La construction hors site, qui consiste à fabriquer un maximum d’éléments en usines ou en ateliers à l’aide du numérique, apparaît comme une filière prometteuse (et bientôt d’excellence) en matière de décarbonation et d’innovation. « Le modèle intégré du hors-site , incluant une phase de prototypage et de tests, est propice à l’adoption d’une démarche de recherche et développement », confirme Sébastien Matty, président de GA Smart Building.

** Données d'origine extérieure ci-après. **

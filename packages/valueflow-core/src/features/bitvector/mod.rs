//! Bit-vector reaching-definition machinery.
//!
//! Definition sites are interned into bit positions; in/out sets are plain
//! word vectors. Kill and gen operate over identity groups (`symbol_id` /
//! `state_id`), so a new definition invalidates every prior definition of the
//! same identity, including ones minted in earlier loop rounds.

use std::hash::Hash;

use rustc_hash::{FxHashMap, FxHashSet};
use serde::{Deserialize, Serialize};

use crate::config::FIRST_BIT_POS;
use crate::shared::models::{StateId, StmtId, SymbolId};

/// A growable bitset over machine words.
#[derive(Debug, Clone, Default, Serialize, Deserialize)]
pub struct BitSet {
    words: Vec<u64>,
}

// Capacity history must not affect equality: [1] and [1, 0] are the same set.
impl PartialEq for BitSet {
    fn eq(&self, other: &Self) -> bool {
        let longest = self.words.len().max(other.words.len());
        (0..longest).all(|i| {
            self.words.get(i).copied().unwrap_or(0) == other.words.get(i).copied().unwrap_or(0)
        })
    }
}

impl Eq for BitSet {}

impl BitSet {
    pub fn new() -> Self {
        Self::default()
    }

    #[inline]
    pub fn set(&mut self, pos: u32) {
        let word = (pos / 64) as usize;
        if word >= self.words.len() {
            self.words.resize(word + 1, 0);
        }
        self.words[word] |= 1u64 << (pos % 64);
    }

    #[inline]
    pub fn clear(&mut self, pos: u32) {
        let word = (pos / 64) as usize;
        if word < self.words.len() {
            self.words[word] &= !(1u64 << (pos % 64));
        }
    }

    #[inline]
    pub fn contains(&self, pos: u32) -> bool {
        let word = (pos / 64) as usize;
        word < self.words.len() && self.words[word] & (1u64 << (pos % 64)) != 0
    }

    pub fn union_with(&mut self, other: &BitSet) {
        if other.words.len() > self.words.len() {
            self.words.resize(other.words.len(), 0);
        }
        for (dst, src) in self.words.iter_mut().zip(other.words.iter()) {
            *dst |= *src;
        }
    }

    pub fn is_empty(&self) -> bool {
        self.words.iter().all(|w| *w == 0)
    }

    /// Positions of all set bits, by repeatedly stripping the lowest one.
    pub fn iter_ones(&self) -> impl Iterator<Item = u32> + '_ {
        self.words.iter().enumerate().flat_map(|(word_index, word)| {
            let mut remaining = *word;
            std::iter::from_fn(move || {
                if remaining == 0 {
                    return None;
                }
                let bit = remaining.trailing_zeros();
                remaining &= remaining - 1;
                Some(word_index as u32 * 64 + bit)
            })
        })
    }
}

/// A definition site of a symbol identity.
#[derive(Debug, Clone, Copy, PartialEq, Eq, Hash, Serialize, Deserialize)]
pub struct SymbolDefNode {
    /// Arena index of the defined symbol record.
    pub index: usize,
    pub symbol_id: SymbolId,
    pub stmt_id: StmtId,
}

impl SymbolDefNode {
    pub fn new(index: usize, symbol_id: SymbolId, stmt_id: StmtId) -> Self {
        Self {
            index,
            symbol_id,
            stmt_id,
        }
    }

    /// Placeholder def for an external symbol with no local definition.
    pub fn external(symbol_id: SymbolId) -> Self {
        Self {
            index: usize::MAX,
            symbol_id,
            stmt_id: -1,
        }
    }

    pub fn is_external(&self) -> bool {
        self.index == usize::MAX
    }
}

/// A definition site of a state identity.
#[derive(Debug, Clone, Copy, PartialEq, Eq, Hash, Serialize, Deserialize)]
pub struct StateDefNode {
    pub index: usize,
    pub state_id: StateId,
    pub stmt_id: StmtId,
}

impl StateDefNode {
    pub fn new(index: usize, state_id: StateId, stmt_id: StmtId) -> Self {
        Self {
            index,
            state_id,
            stmt_id,
        }
    }
}

/// Interns definition nodes into bit positions and runs kill/gen/explain
/// over vectors. One manager per kind (symbol/state) per compute frame.
#[derive(Debug, Clone)]
pub struct BitVectorManager<T: Eq + Hash + Clone> {
    counter: u32,
    id_to_bit_pos: FxHashMap<T, u32>,
    bit_pos_to_id: FxHashMap<u32, T>,
}

impl<T: Eq + Hash + Clone> Default for BitVectorManager<T> {
    fn default() -> Self {
        Self::new()
    }
}

impl<T: Eq + Hash + Clone> BitVectorManager<T> {
    pub fn new() -> Self {
        Self {
            counter: FIRST_BIT_POS,
            id_to_bit_pos: FxHashMap::default(),
            bit_pos_to_id: FxHashMap::default(),
        }
    }

    pub fn init(&mut self, ids: impl IntoIterator<Item = T>) {
        for id in ids {
            self.add_bit_id(id);
        }
    }

    /// Assign the next position to `id` if unseen; first-seen order.
    pub fn add_bit_id(&mut self, id: T) {
        if self.id_to_bit_pos.contains_key(&id) {
            return;
        }
        self.id_to_bit_pos.insert(id.clone(), self.counter);
        self.bit_pos_to_id.insert(self.counter, id);
        self.counter += 1;
    }

    pub fn bit_pos_of(&self, id: &T) -> Option<u32> {
        self.id_to_bit_pos.get(id).copied()
    }

    /// Clear the bits of every id in `ids` that has a position.
    pub fn kill(&self, vector: &mut BitSet, ids: impl IntoIterator<Item = T>) {
        for id in ids {
            if let Some(pos) = self.id_to_bit_pos.get(&id) {
                vector.clear(*pos);
            }
        }
    }

    /// Set the bits of every id in `ids` that has a position.
    pub fn gen(&self, vector: &mut BitSet, ids: impl IntoIterator<Item = T>) {
        for id in ids {
            if let Some(pos) = self.id_to_bit_pos.get(&id) {
                vector.set(*pos);
            }
        }
    }

    /// Decode a vector back into its definition-node set.
    pub fn explain(&self, vector: &BitSet) -> FxHashSet<T> {
        vector
            .iter_ones()
            .filter_map(|pos| self.bit_pos_to_id.get(&pos).cloned())
            .collect()
    }

    pub fn is_set(&self, vector: &BitSet, id: &T) -> bool {
        self.id_to_bit_pos
            .get(id)
            .map(|pos| vector.contains(*pos))
            .unwrap_or(false)
    }

    pub fn len(&self) -> usize {
        self.id_to_bit_pos.len()
    }

    pub fn is_empty(&self) -> bool {
        self.id_to_bit_pos.is_empty()
    }
}

#[cfg(test)]
mod tests {
    use super::*;

    #[test]
    fn test_bitset_roundtrip() {
        let mut bits = BitSet::new();
        bits.set(1);
        bits.set(65);
        bits.set(200);
        let ones: Vec<u32> = bits.iter_ones().collect();
        assert_eq!(ones, vec![1, 65, 200]);
        bits.clear(65);
        assert!(!bits.contains(65));
        assert!(bits.contains(200));
    }

    #[test]
    fn test_bitset_equality_ignores_capacity() {
        let mut grown = BitSet::new();
        grown.set(1);
        grown.set(100);
        grown.clear(100);
        let mut small = BitSet::new();
        small.set(1);
        assert_eq!(grown, small);
    }

    #[test]
    fn test_positions_start_at_one() {
        let mut manager: BitVectorManager<SymbolDefNode> = BitVectorManager::new();
        let def = SymbolDefNode::new(0, 7, 3);
        manager.add_bit_id(def);
        assert_eq!(manager.bit_pos_of(&def), Some(1));
    }

    #[test]
    fn test_kill_gen_is_identity_group_exclusive() {
        let mut manager: BitVectorManager<SymbolDefNode> = BitVectorManager::new();
        let first = SymbolDefNode::new(0, 7, 3);
        let second = SymbolDefNode::new(4, 7, 9);
        let other = SymbolDefNode::new(2, 8, 5);
        manager.init([first, second, other]);

        let mut vector = BitSet::new();
        manager.gen(&mut vector, [first, other]);
        // redefine identity 7: kill all of its defs, gen the new one
        manager.kill(&mut vector, [first, second]);
        manager.gen(&mut vector, [second]);

        let live = manager.explain(&vector);
        assert!(live.contains(&second));
        assert!(live.contains(&other));
        assert!(!live.contains(&first));
        assert_eq!(live.iter().filter(|d| d.symbol_id == 7).count(), 1);
    }

    #[test]
    fn test_explain_decodes_exactly_the_generated_defs() {
        let mut manager: BitVectorManager<StateDefNode> = BitVectorManager::new();
        let defs: Vec<StateDefNode> = (0..70)
            .map(|i| StateDefNode::new(i as usize, 100 + i, i))
            .collect();
        manager.init(defs.iter().copied());

        let mut vector = BitSet::new();
        manager.gen(&mut vector, [defs[0], defs[63], defs[69]]);
        let live = manager.explain(&vector);
        assert_eq!(live.len(), 3);
        assert!(live.contains(&defs[63]));
    }
}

Cette logique d’innovation, développée par les entreprises privées, le plus souvent en mode « laboratoire », requiert le soutien des pouvoirs publics pour opérer un changement d’échelle. Pour le Village des athlètes des JO de Paris, Icade promet un bilan carbone fixé à 740 tonnes, soit deux fois moins que le niveau réglementaire. Ce projet a pu voir le jour grâce à l’appui de Grand Paris Aménagement. « Le dialogue entre les donneurs d’ordre, les aménageurs publics et les collectivités locales est le moteur de ces chantiers », confirme Emmanuel Desmaizières, directeur général d’Icade Promotion. Le déploiement massif d’un immobilier décarboné repose sur la mobilisation collective des sphères publique et privée.